▸ AIM OF THE TASK:
Identify every line in the records below that contains the word "ThreadPoolConfig", and reproduce each one.

▸ DATA TO EXAMINE:
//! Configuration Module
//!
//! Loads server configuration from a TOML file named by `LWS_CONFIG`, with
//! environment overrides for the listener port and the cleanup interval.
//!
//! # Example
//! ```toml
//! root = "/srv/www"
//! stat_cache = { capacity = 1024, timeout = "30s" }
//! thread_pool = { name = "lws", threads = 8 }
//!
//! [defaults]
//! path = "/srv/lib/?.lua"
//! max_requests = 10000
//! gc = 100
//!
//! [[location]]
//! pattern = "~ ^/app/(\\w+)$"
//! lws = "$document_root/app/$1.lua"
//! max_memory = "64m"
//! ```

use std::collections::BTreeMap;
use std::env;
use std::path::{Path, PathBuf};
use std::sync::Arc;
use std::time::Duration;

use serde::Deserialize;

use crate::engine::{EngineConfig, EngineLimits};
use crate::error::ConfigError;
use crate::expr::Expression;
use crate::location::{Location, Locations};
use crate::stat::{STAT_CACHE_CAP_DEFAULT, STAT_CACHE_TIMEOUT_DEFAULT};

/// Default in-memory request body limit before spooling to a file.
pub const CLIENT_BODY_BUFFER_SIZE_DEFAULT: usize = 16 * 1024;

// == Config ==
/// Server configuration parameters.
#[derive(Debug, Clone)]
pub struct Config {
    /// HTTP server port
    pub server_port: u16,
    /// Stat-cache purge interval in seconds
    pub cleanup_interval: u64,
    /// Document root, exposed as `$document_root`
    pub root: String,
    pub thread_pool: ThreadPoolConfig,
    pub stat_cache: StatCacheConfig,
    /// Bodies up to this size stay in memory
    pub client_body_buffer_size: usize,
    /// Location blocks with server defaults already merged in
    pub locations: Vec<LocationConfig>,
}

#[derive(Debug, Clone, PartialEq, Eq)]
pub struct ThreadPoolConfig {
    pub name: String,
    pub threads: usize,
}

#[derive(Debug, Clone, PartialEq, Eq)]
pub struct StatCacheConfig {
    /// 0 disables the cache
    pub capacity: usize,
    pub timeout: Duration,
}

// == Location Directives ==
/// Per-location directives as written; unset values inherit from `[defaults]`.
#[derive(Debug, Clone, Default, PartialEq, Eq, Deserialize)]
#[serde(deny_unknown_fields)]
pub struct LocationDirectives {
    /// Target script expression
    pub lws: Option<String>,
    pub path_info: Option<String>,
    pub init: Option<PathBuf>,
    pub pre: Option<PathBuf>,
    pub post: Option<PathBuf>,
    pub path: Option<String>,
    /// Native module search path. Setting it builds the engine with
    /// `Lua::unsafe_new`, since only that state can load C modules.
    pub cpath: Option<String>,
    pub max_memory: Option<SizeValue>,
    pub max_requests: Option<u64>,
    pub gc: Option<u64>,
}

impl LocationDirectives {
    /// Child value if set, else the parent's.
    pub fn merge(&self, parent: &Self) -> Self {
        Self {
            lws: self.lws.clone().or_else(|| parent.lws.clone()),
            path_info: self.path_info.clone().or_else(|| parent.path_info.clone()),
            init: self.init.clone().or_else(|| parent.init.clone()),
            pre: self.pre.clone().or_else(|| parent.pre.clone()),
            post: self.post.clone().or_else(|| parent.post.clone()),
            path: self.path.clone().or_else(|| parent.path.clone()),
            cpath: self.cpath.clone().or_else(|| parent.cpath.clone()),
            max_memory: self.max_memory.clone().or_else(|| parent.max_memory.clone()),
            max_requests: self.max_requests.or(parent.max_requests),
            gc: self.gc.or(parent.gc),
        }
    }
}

==

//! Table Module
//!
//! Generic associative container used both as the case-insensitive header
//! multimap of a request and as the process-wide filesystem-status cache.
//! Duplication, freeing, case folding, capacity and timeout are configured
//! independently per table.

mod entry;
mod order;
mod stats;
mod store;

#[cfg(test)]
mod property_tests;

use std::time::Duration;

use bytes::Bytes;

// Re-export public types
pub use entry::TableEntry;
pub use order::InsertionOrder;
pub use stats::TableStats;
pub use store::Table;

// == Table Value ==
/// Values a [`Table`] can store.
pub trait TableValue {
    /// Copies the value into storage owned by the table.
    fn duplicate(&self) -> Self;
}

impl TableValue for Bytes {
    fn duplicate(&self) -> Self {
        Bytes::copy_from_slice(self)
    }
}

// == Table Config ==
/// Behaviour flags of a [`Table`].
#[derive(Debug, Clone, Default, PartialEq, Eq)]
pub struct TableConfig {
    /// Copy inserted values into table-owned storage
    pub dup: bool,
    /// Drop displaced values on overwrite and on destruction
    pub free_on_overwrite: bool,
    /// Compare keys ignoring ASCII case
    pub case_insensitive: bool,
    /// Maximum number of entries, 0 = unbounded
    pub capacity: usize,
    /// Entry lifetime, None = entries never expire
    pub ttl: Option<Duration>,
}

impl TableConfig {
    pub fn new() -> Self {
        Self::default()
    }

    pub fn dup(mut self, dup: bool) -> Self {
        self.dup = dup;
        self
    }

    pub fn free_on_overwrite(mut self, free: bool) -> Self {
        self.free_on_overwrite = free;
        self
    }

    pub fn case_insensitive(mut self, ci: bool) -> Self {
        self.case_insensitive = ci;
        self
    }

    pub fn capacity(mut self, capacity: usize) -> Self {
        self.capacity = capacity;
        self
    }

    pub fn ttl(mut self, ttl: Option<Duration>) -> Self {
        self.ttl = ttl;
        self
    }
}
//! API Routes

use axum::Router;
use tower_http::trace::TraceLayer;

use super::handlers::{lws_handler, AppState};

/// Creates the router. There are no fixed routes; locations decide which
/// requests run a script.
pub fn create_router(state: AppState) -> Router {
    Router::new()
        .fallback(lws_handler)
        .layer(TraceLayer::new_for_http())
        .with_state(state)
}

...

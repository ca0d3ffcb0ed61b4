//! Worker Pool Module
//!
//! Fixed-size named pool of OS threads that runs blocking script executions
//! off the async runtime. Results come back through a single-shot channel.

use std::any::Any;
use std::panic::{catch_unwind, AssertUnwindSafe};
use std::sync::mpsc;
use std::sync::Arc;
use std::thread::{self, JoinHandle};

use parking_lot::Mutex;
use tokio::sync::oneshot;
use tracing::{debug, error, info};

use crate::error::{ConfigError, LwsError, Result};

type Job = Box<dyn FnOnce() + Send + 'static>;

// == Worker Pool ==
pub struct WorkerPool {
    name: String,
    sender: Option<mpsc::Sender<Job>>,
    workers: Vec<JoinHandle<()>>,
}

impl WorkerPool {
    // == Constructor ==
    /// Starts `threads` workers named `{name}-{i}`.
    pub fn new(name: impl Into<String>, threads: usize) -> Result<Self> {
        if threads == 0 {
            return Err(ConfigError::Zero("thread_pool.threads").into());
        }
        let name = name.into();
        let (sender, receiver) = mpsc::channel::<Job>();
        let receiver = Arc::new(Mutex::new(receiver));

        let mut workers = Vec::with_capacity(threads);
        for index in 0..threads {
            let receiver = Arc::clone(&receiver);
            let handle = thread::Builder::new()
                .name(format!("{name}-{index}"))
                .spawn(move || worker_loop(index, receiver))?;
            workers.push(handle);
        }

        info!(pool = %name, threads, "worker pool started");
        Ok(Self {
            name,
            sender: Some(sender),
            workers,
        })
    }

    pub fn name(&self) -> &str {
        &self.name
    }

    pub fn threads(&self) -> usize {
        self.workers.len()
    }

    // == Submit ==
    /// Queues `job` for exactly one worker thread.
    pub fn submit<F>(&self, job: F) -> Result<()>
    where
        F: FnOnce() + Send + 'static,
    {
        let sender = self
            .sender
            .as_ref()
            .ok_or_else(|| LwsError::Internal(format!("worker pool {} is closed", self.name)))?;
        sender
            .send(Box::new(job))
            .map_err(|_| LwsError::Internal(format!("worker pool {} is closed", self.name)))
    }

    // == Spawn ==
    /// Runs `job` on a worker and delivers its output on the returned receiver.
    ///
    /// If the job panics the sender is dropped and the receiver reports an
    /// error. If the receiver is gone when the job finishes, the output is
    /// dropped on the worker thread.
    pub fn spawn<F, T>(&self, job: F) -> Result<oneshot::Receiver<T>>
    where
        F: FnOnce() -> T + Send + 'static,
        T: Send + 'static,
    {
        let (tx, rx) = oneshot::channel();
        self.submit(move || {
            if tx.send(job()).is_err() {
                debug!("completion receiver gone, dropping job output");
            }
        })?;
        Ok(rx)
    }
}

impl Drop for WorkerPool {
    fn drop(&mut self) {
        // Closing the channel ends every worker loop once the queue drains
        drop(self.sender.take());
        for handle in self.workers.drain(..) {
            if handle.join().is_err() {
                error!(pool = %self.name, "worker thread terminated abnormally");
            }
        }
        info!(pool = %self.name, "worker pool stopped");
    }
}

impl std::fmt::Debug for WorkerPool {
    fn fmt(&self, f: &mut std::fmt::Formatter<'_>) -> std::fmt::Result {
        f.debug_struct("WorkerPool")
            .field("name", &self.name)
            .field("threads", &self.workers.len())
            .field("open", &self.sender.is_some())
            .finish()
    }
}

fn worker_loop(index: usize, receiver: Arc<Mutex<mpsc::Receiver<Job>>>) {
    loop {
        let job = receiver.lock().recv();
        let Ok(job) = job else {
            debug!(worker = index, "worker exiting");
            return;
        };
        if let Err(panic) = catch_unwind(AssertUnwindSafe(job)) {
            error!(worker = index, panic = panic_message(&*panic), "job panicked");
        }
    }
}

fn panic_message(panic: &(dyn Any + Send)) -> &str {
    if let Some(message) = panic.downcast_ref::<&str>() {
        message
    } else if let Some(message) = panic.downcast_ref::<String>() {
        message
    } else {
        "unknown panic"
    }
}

▸ SOLUTION TO THE EXERCISE:
    pub thread_pool: ThreadPoolConfig,
pub struct ThreadPoolConfig {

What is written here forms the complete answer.